И вдруг старый школьный рояль… Нет, это всё-таки надо было увидеть, чтобы поверить! Рояль находился тут же, в углу, его не вынесли из зала, и он казался безучастным и спящим… Но вдруг старый рояль, взмахнув огромным чёрным крылом, взлетел над залом. Нет, не сразу взлетел. Сначала он неуклюже разбежался, а потом как воспрял! И это было неожиданно и опасно. Ещё бы! Такая махина! Над залом нависла чёрная лакированная туча весом 350 кг.

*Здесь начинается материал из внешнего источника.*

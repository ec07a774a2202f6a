// SPDX-License-Identifier: BUSL-1.1
// Copyright (c) 2026 Alfred Jean LLC

//! Spawns a VM runner under a pseudoterminal, streams its serial console to
//! `serial.log`, and detects exit on a dedicated thread.
//!
//! The reader and waiter threads are plain OS threads, not tokio tasks: the
//! `portable-pty` and `nix` APIs underneath are blocking, and spec.md §4.F
//! calls for "a dedicated thread" per task rather than a cooperative task
//! competing with the RPC worker pool.

use async_trait::async_trait;
use nix::sys::signal::{killpg, Signal};
use nix::unistd::Pid;
use portable_pty::{native_pty_system, CommandBuilder, PtySize};
use std::io::{BufRead, BufReader, Write};
use std::path::Path;
use std::time::Duration;
use thiserror::Error;
use tracing::{info, warn};

/// Default PTY geometry. The serial console is plain line-oriented text;
/// size only matters for terminal-aware guest output (it isn't in our case),
/// so a generic 80x24 is fine.
const DEFAULT_PTY_SIZE: PtySize = PtySize {
    rows: 24,
    cols: 80,
    pixel_width: 0,
    pixel_height: 0,
};

#[derive(Debug, Error)]
pub enum SupervisorError {
    #[error("failed to allocate pseudoterminal: {0}")]
    PtyAlloc(String),
    #[error("failed to spawn VM runner {path}: {source}")]
    Spawn { path: String, source: String },
    #[error("I/O error at {path}: {source}")]
    Io {
        path: String,
        #[source]
        source: std::io::Error,
    },
    #[error("spawned VM runner did not report a process id")]
    NoPid,
}

/// Invoked exactly once, from the waiter thread, when the child exits.
pub type ExitCallback = Box<dyn FnOnce(Option<i32>) + Send>;

/// Handle to one running VM. Dropping it does not stop the VM — use
/// [`VmSupervisor::stop`] for that.
#[derive(Debug, Clone, Copy)]
pub struct SpawnedVm {
    pub pid: u32,
}

/// Spawns, monitors, and tears down VM runner processes.
#[async_trait]
pub trait VmSupervisor: Send + Sync {
    /// Start `runner_path` with its working directory set to `task_dir`,
    /// piping its console through a PTY into `task_dir/serial.log`.
    /// `on_exit` fires once the child exits, carrying its exit code (`None`
    /// if it was killed by a signal).
    async fn spawn(
        &self,
        runner_path: &Path,
        task_dir: &Path,
        on_exit: ExitCallback,
    ) -> Result<SpawnedVm, SupervisorError>;

    /// Graceful-then-forced stop: SIGTERM to the process group, then SIGKILL
    /// if the process is still alive after `deadline`.
    async fn stop(&self, vm: SpawnedVm, deadline: Duration);
}

/// Production supervisor backed by `portable-pty`.
#[derive(Debug, Clone, Copy, Default)]
pub struct PtyVmSupervisor;

impl PtyVmSupervisor {
    pub fn new() -> Self {
        Self
    }
}

#[async_trait]
impl VmSupervisor for PtyVmSupervisor {
    async fn spawn(
        &self,
        runner_path: &Path,
        task_dir: &Path,
        on_exit: ExitCallback,
    ) -> Result<SpawnedVm, SupervisorError> {
        let runner_path = runner_path.to_path_buf();
        let task_dir = task_dir.to_path_buf();

        tokio::task::spawn_blocking(move || spawn_blocking(&runner_path, &task_dir, on_exit))
            .await
            .map_err(|e| SupervisorError::Spawn {
                path: runner_path_display(&runner_path),
                source: e.to_string(),
            })?
    }

    async fn stop(&self, vm: SpawnedVm, deadline: Duration) {
        let pgid = Pid::from_raw(vm.pid as i32);
        if let Err(e) = killpg(pgid, Signal::SIGTERM) {
            warn!(pid = vm.pid, error = %e, "SIGTERM to VM process group failed (already gone?)");
            return;
        }
        info!(pid = vm.pid, "sent SIGTERM, waiting for graceful exit");

        let deadline_at = std::time::Instant::now() + deadline;
        while std::time::Instant::now() < deadline_at {
            if !process_alive(vm.pid) {
                return;
            }
            tokio::time::sleep(Duration::from_millis(100)).await;
        }

        if process_alive(vm.pid) {
            warn!(pid = vm.pid, "still alive past deadline, sending SIGKILL");
            let _ = killpg(pgid, Signal::SIGKILL);
        }
    }
}

fn runner_path_display(path: &Path) -> String {
    path.display().to_string()
}

fn process_alive(pid: u32) -> bool {
    // Signal 0 performs no-op existence/permission checks without
    // actually delivering a signal.
    nix::sys::signal::kill(Pid::from_raw(pid as i32), None).is_ok()
}

fn spawn_blocking(
    runner_path: &Path,
    task_dir: &Path,
    on_exit: ExitCallback,
) -> Result<SpawnedVm, SupervisorError> {
    let pty_system = native_pty_system();
    let pair = pty_system
        .openpty(DEFAULT_PTY_SIZE)
        .map_err(|e| SupervisorError::PtyAlloc(e.to_string()))?;

    let mut cmd = CommandBuilder::new(runner_path);
    cmd.cwd(task_dir);

    let mut child = pair
        .slave
        .spawn_command(cmd)
        .map_err(|e| SupervisorError::Spawn {
            path: runner_path.display().to_string(),
            source: e.to_string(),
        })?;
    // The slave side belongs to the child now; holding it open in the
    // parent would keep the PTY alive past the child's own exit.
    drop(pair.slave);

    let pid = child.process_id().ok_or(SupervisorError::NoPid)?;

    let mut reader = pair
        .master
        .try_clone_reader()
        .map_err(|e| SupervisorError::PtyAlloc(e.to_string()))?;

    let serial_log_path = task_dir.join("serial.log");
    let log_file =
        std::fs::File::create(&serial_log_path).map_err(|source| SupervisorError::Io {
            path: serial_log_path.display().to_string(),
            source,
        })?;

    // Reader thread: stream the PTY master into serial.log, line-buffered,
    // lossy UTF-8 decoding since guest output is not guaranteed valid UTF-8.
    std::thread::spawn(move || {
        let mut writer = log_file;
        let mut buf = Vec::new();
        loop {
            buf.clear();
            let mut chunk = [0u8; 4096];
            match std::io::Read::read(&mut reader, &mut chunk) {
                Ok(0) => break,
                Ok(n) => {
                    if writer.write_all(&chunk[..n]).is_err() {
                        break;
                    }
                    let _ = writer.flush();
                }
                Err(_) => break,
            }
        }
    });

    // Waiter thread: block on child exit, then fire the callback exactly
    // once. Owns `pair.master` so the PTY stays allocated until the child
    // (and the reader thread reading its master-side fd) is fully done.
    std::thread::spawn(move || {
        let _master = pair.master;
        let exit_code = match child.wait() {
            Ok(status) => Some(status.exit_code() as i32),
            Err(e) => {
                warn!(error = %e, "failed to wait on VM runner child");
                None
            }
        };
        on_exit(exit_code);
    });

    Ok(SpawnedVm { pid })
}

/// Read a serial log file and return its lines, for tests and for the
/// `get_task_logs` tool's own sanity checks on restart recovery.
pub fn read_serial_log_lines(path: &Path) -> std::io::Result<Vec<String>> {
    let file = std::fs::File::open(path)?;
    BufReader::new(file).lines().collect()
}

#[cfg(any(test, feature = "test-support"))]
pub mod fake {
    use super::*;
    use parking_lot::Mutex;
    use std::sync::Arc;

    /// A fake [`VmSupervisor`] for orchestrator-level tests: instead of
    /// spawning a real PTY child, it records the spawn and lets the test
    /// drive `on_exit` manually (or immediately, for the common case of a
    /// VM that "completes" synchronously).
    #[derive(Clone, Default)]
    pub struct FakeVmProcess {
        calls: Arc<Mutex<Vec<(std::path::PathBuf, std::path::PathBuf)>>>,
        next_pid: Arc<Mutex<u32>>,
        /// When `Some`, `spawn` invokes `on_exit` immediately with this code
        /// instead of waiting for `fire_exit` to be called by the test.
        immediate_exit: Option<Option<i32>>,
    }

    impl FakeVmProcess {
        pub fn new() -> Self {
            Self {
                calls: Arc::new(Mutex::new(Vec::new())),
                next_pid: Arc::new(Mutex::new(1)),
                immediate_exit: None,
            }
        }

        /// Every spawn immediately reports this exit code, as if the VM ran
        /// and exited synchronously before `spawn()` returns control.
        pub fn with_immediate_exit(exit_code: Option<i32>) -> Self {
            Self {
                immediate_exit: Some(exit_code),
                ..Self::new()
            }
        }

        pub fn spawn_calls(&self) -> Vec<(std::path::PathBuf, std::path::PathBuf)> {
            self.calls.lock().clone()
        }
    }

    #[async_trait]
    impl VmSupervisor for FakeVmProcess {
        async fn spawn(
            &self,
            runner_path: &Path,
            task_dir: &Path,
            on_exit: ExitCallback,
        ) -> Result<SpawnedVm, SupervisorError> {
            self.calls
                .lock()
                .push((runner_path.to_path_buf(), task_dir.to_path_buf()));
            let pid = {
                let mut guard = self.next_pid.lock();
                let pid = *guard;
                *guard += 1;
                pid
            };
            if let Some(code) = self.immediate_exit {
                on_exit(code);
            }
            Ok(SpawnedVm { pid })
        }

        async fn stop(&self, _vm: SpawnedVm, _deadline: Duration) {}
    }
}

#[cfg(test)]
#[path = "supervisor_tests.rs"]
mod tests;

Воины дирижёра от неожиданности сфальшивили: струнные взвизгнули, их смычки резко соскользнули вниз и вонзились в пол, духовые злобно выдохнули, поперхнулись и наконец, неожиданно для себя, выдули снопы ясных золотых лучей. Рояль, всё-таки, – король. За королём тянутся подданные. Так и за роялем потянулась стайка придворных инструментов. Они то порхали, как диковинные птахи, то плавно кружились, то пикировали вниз. Добрые слова песни, солнечные струйки, льющиеся сквозь шторы, и капель вместе с весёлой трелью, точно разбудили их от мрачного колдовского сна.

Злобный дирижёр, сколько ни пытался их угомонить, никак не мог…

– Бунт? – взревел дирижёр. – Вы обязаны мне служить! Вы – мои рабы! И вы ещё пожалеете!

– Мы? Рабы? – запищали, засвистели, затенькали и загудели инструменты.

Инструменты такие чувствительные, они так быстро расстраиваются! И сейчас они были возмущены до глубины музыкальной души. Они сбивали дирижёра- сторожа с ног, а те, кто был посмелее, клевали в голову.

Сторож сжал кулаки, обвёл своих подданных дирижёрской палочкой, как воздушной петлёй. Тех, на кого он указал, ждала расправа. Сначала со стоном загорелся альт. Его корёжило в пламени, но он не сдавался и не вернулся в армию дирижёра. Загорелась крышка старого рояля. Он грохнулся на бок, вывихнув ножку. А скрипка, самая весёлая и бойкая, умолкла от боли. Она плавилась, точно восковая. У чувствительной арфы одна за другой со звоном лопнули струны, и она упала без чувств. Остальные инструменты сбились в кучку и дрожали.

Директор подошёл к роялю, потушил огонь ладонью и погладил по крышке. Григ с тревогой посмотрел на своих учеников. Они словно одеревенели. Он подошёл к каждому и каждого тронул за плечо, а директор называл по имени всех по очереди: Лида, Митя, Федя, но они не откликались. Их глаза застыли и потеряли всякое выражение и блеск. Флейта выскользнула из Фединых пальцев и упала на пол, испустив последний жалобный свист. Виолончель не смогла справиться со смычком, который улетел от неё и уселся на карниз. Пианино захлопнуло крышку и прижало пальцы Лиде, застывшей в изящной позе, словно кукла.